4 Capture audio data
Open the audio capture device and pass the captured audio data to the engine through sendCustomAudioCaptureAACData or sendCustomAudioCapturePCMData.
5 Render audio data
Open the audio rendering device, use fetchCustomAudioRenderPCMData to get audio data from the engine, and then play it through the rendering device after getting the audio data.
FAQ
-
Timing for calling custom audio capture rendering related interfaces?
- enableCustomAudioIO: Should be called before the engine starts, that is, before starting preview, publishing, and playing streams.
- sendCustomAudioCaptureAACData/sendCustomAudioCapturePCMData: Should be called after starting preview and publishing stream. If called before starting preview and publishing, the SDK will directly discard the received data.

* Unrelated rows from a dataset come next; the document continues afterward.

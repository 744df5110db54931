//! Podium - Race Results Season Dashboard

use eframe::egui;
use podium::gui::DashboardApp;
use tracing_subscriber::EnvFilter;

fn main() -> eframe::Result<()> {
    tracing_subscriber::fmt()
        .with_env_filter(
            EnvFilter::try_from_default_env().unwrap_or_else(|_| EnvFilter::new("info")),
        )
        .init();

    // Configure native options
    let options = eframe::NativeOptions {
        viewport: egui::ViewportBuilder::default()
            .with_inner_size([1400.0, 800.0])
            .with_min_inner_size([1100.0, 700.0])
            .with_title("Podium"),
        ..Default::default()
    };

    // Run the application
    eframe::run_native(
        "Podium",
        options,
        Box::new(|cc| Ok(Box::new(DashboardApp::new(cc)))),
    )
}
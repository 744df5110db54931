//! Stats module - grouping and aggregation over cleaned season tables

mod aggregate;
mod summary;

pub use aggregate::{Aggregator, BoxStats, HeatmapMatrix};
pub use summary::SeasonSummary;
pub mod estimate;
pub mod run;
pub mod version;
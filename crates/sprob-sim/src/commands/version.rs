use std::error::Error;

use clap::Args;
use serde::Serialize;
use sprob_exp::to_canonical_json_bytes;

#[derive(Args, Debug)]
pub struct VersionArgs {
    /// Emit name and version as JSON.
    #[arg(long)]
    pub long: bool,
}

#[derive(Debug, Serialize)]
struct VersionInfo {
    name: &'static str,
    version: &'static str,
}

pub fn run(args: &VersionArgs) -> Result<(), Box<dyn Error>> {
    if !args.long {
        println!("{}", env!("CARGO_PKG_VERSION"));
        return Ok(());
    }
    let info = VersionInfo {
        name: env!("CARGO_PKG_NAME"),
        version: env!("CARGO_PKG_VERSION"),
    };
    let json = to_canonical_json_bytes(&info)?;
    println!("{}", String::from_utf8(json)?);
    Ok(())
}
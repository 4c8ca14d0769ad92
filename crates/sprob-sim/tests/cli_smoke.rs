use std::fs;
use std::process::Command;

use serde_json::Value;

fn sprob_sim() -> Command {
    Command::new(env!("CARGO_BIN_EXE_sprob-sim"))
}

#[test]
fn estimate_prints_json_report() {
    let output = sprob_sim()
        .args([
            "estimate",
            "--predicate",
            r#"{"kind":"interval","lo":0,"hi":500}"#,
            "--lo",
            "-1000",
            "--hi",
            "1000",
            "--samples",
            "100000",
            "--seed",
            "42",
        ])
        .output()
        .expect("run sprob-sim estimate");
    assert!(output.status.success());
    let value: Value = serde_json::from_slice(&output.stdout).expect("json");
    let p = value["report"]["probability"].as_f64().expect("probability");
    assert!((p - 501.0 / 2001.0).abs() < 0.01);
    assert_eq!(value["seed"].as_u64(), Some(42));
}

#[test]
fn estimate_rejects_missing_base() {
    let output = sprob_sim()
        .args([
            "estimate",
            "--predicate",
            r#"{"kind":"not"}"#,
            "--lo",
            "0",
            "--hi",
            "10",
            "--samples",
            "10",
        ])
        .output()
        .expect("run sprob-sim estimate");
    assert!(!output.status.success());
    let stderr = String::from_utf8_lossy(&output.stderr);
    assert!(stderr.contains("missing-base"), "{stderr}");
}

#[test]
fn run_writes_tier_files() {
    let dir = tempfile::tempdir().unwrap();
    let plan_path = dir.path().join("plan.yaml");
    fs::write(
        &plan_path,
        "bound: 10\nmax_power: 1\ntrials: 3\nstates:\n  - label: ordered\n    predicate: { kind: interval, lo: 0, hi: 5 }\n",
    )
    .unwrap();
    let out = dir.path().join("out");
    let status = sprob_sim()
        .args(["run", "--plan"])
        .arg(&plan_path)
        .arg("--out")
        .arg(&out)
        .status()
        .expect("run sprob-sim run");
    assert!(status.success());
    for name in ["0_ordered.out", "1_ordered.out", "summary.csv", "manifest.json"] {
        assert!(out.join(name).exists(), "missing {name}");
    }
    let lines = fs::read_to_string(out.join("1_ordered.out")).unwrap();
    assert_eq!(lines.lines().count(), 3);
}
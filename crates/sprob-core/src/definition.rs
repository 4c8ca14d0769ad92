//! Declarative predicate descriptions loaded from plans and the command line.

use serde::{Deserialize, Serialize};

use crate::errors::{ErrorInfo, SprobError};
use crate::predicate::{all_of, any_of, Energy, StatePredicate};
use crate::rng::RngHandle;
use crate::scatter::scattered_union;

/// Serializable description of a [`StatePredicate`].
///
/// Definitions are validated when they are built, never later: a missing
/// `not` base or an empty `terms` list is reported as
/// [`SprobError::InvalidPredicate`] before any tree exists.
#[derive(Debug, Clone, PartialEq, Eq, Serialize, Deserialize)]
#[serde(tag = "kind", rename_all = "kebab-case")]
pub enum PredicateDef {
    /// Single energy value.
    Discrete {
        /// Matched value.
        value: Energy,
    },
    /// Closed range of energies.
    Interval {
        /// Inclusive lower bound.
        lo: Energy,
        /// Inclusive upper bound.
        hi: Energy,
    },
    /// Negation of `base`.
    Not {
        /// Negated definition. Required; kept optional so that a missing
        /// base surfaces as a predicate error instead of a parse error.
        #[serde(default)]
        base: Option<Box<PredicateDef>>,
    },
    /// Conjunction of all terms.
    And {
        /// Conjoined definitions.
        #[serde(default)]
        terms: Vec<PredicateDef>,
    },
    /// Disjunction of all terms.
    Or {
        /// Disjoined definitions.
        #[serde(default)]
        terms: Vec<PredicateDef>,
    },
    /// Random-walk union of discrete points, see [`scattered_union`].
    Scattered {
        /// First point of the walk.
        start: Energy,
        /// Number of points.
        count: usize,
        /// Smallest step between consecutive points.
        #[serde(default = "default_min_step")]
        min_step: Energy,
        /// Largest step between consecutive points.
        #[serde(default = "default_max_step")]
        max_step: Energy,
        /// Seed for the step sequence.
        #[serde(default)]
        seed: u64,
    },
}

fn default_min_step() -> Energy {
    1
}

fn default_max_step() -> Energy {
    4
}

impl PredicateDef {
    /// Builds the predicate tree described by this definition.
    pub fn build(&self) -> Result<StatePredicate, SprobError> {
        match self {
            PredicateDef::Discrete { value } => Ok(StatePredicate::discrete(*value)),
            PredicateDef::Interval { lo, hi } => Ok(StatePredicate::interval(*lo, *hi)),
            PredicateDef::Not { base } => {
                let base = base.as_deref().ok_or_else(|| {
                    SprobError::InvalidPredicate(
                        ErrorInfo::new("missing-base", "negation requires a base predicate")
                            .with_hint("add a `base` entry to the `not` definition"),
                    )
                })?;
                Ok(StatePredicate::negate(base.build()?))
            }
            PredicateDef::And { terms } => {
                ensure_terms("and", terms)?;
                all_of(build_terms(terms)?)
            }
            PredicateDef::Or { terms } => {
                ensure_terms("or", terms)?;
                any_of(build_terms(terms)?)
            }
            PredicateDef::Scattered {
                start,
                count,
                min_step,
                max_step,
                seed,
            } => {
                let mut rng = RngHandle::from_seed(*seed);
                let (union, _) = scattered_union(*start, *count, *min_step, *max_step, &mut rng)?;
                Ok(union)
            }
        }
    }
}

fn ensure_terms(operator: &str, terms: &[PredicateDef]) -> Result<(), SprobError> {
    if terms.is_empty() {
        return Err(SprobError::InvalidPredicate(
            ErrorInfo::new("empty-terms", "composite definitions need at least one term")
                .with_context("operator", operator),
        ));
    }
    Ok(())
}

fn build_terms(terms: &[PredicateDef]) -> Result<Vec<StatePredicate>, SprobError> {
    terms.iter().map(PredicateDef::build).collect()
}
//! Structured error types shared across sprob crates.

use std::collections::BTreeMap;
use std::fmt::{self, Display};

use serde::{Deserialize, Serialize};
use thiserror::Error;

/// Structured payload attached to every [`SprobError`] variant.
#[derive(Debug, Clone, PartialEq, Eq, Serialize, Deserialize)]
pub struct ErrorInfo {
    /// Stable machine readable error code.
    pub code: String,
    /// Human readable diagnostic message.
    pub message: String,
    /// Contextual key value pairs (bounds, counts, paths).
    #[serde(default)]
    pub context: BTreeMap<String, String>,
    /// Optional hint that may help the caller resolve the issue.
    #[serde(skip_serializing_if = "Option::is_none")]
    pub hint: Option<String>,
}

impl ErrorInfo {
    /// Creates a new error payload with the provided code and message.
    pub fn new(code: impl Into<String>, message: impl Into<String>) -> Self {
        Self {
            code: code.into(),
            message: message.into(),
            context: BTreeMap::new(),
            hint: None,
        }
    }

    /// Adds a context entry to the payload.
    pub fn with_context(mut self, key: impl Into<String>, value: impl ToString) -> Self {
        self.context.insert(key.into(), value.to_string());
        self
    }

    /// Sets a human readable hint for remediation.
    pub fn with_hint(mut self, hint: impl Into<String>) -> Self {
        self.hint = Some(hint.into());
        self
    }
}

/// Canonical error type for predicate construction, estimation and experiments.
#[derive(Debug, Clone, PartialEq, Eq, Serialize, Deserialize, Error)]
#[serde(tag = "family", content = "detail")]
pub enum SprobError {
    /// A predicate tree could not be composed (absent child, empty composition).
    #[error("invalid predicate: {0}")]
    InvalidPredicate(ErrorInfo),
    /// A numeric argument was outside its domain (zero samples, inverted range).
    #[error("invalid argument: {0}")]
    InvalidArgument(ErrorInfo),
    /// Randomness and seeding errors.
    #[error("rng error: {0}")]
    Rng(ErrorInfo),
    /// Serialization and schema errors.
    #[error("serde error: {0}")]
    Serde(ErrorInfo),
    /// Filesystem errors raised while persisting results.
    #[error("io error: {0}")]
    Io(ErrorInfo),
}

impl Display for ErrorInfo {
    fn fmt(&self, f: &mut fmt::Formatter<'_>) -> fmt::Result {
        write!(f, "{} (code: {})", self.message, self.code)?;
        if !self.context.is_empty() {
            write!(f, " | context: [")?;
            for (idx, (key, value)) in self.context.iter().enumerate() {
                if idx > 0 {
                    write!(f, ", ")?;
                }
                write!(f, "{key}={value}")?;
            }
            write!(f, "]")?;
        }
        if let Some(hint) = &self.hint {
            write!(f, " | hint: {hint}")?;
        }
        Ok(())
    }
}

impl SprobError {
    /// Returns a reference to the payload describing the error.
    pub fn info(&self) -> &ErrorInfo {
        match self {
            SprobError::InvalidPredicate(info)
            | SprobError::InvalidArgument(info)
            | SprobError::Rng(info)
            | SprobError::Serde(info)
            | SprobError::Io(info) => info,
        }
    }

    /// Shorthand for an [`SprobError::InvalidArgument`] with no context.
    pub fn invalid_argument(code: impl Into<String>, message: impl Into<String>) -> Self {
        SprobError::InvalidArgument(ErrorInfo::new(code, message))
    }
}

- fetchCustomAudioRenderPCMData: Should be called after calling start playing stream. All data obtained before starting playing stream is invalid silent data.
-
Frequency for calling custom audio capture rendering related interfaces?
The optimal way is to drive according to the clock of the physical audio device, call sendCustomAudioCaptureAACData and sendCustomAudioCapturePCMData when the physical capture device captures data; call fetchCustomAudioRenderPCMData when the physical rendering device needs data.
If there is no specific physical device to drive in the actual scenario, it is recommended to call the above interfaces once every 10 ms ~ 20 ms.
-
When calling fetchCustomAudioRenderPCMData, if the SDK internal data is less than "dataLength", how does the SDK handle it?
In the case that "param" is filled in normally, when the SDK internal data is less than "dataLength", the remaining insufficient length is filled with silent data.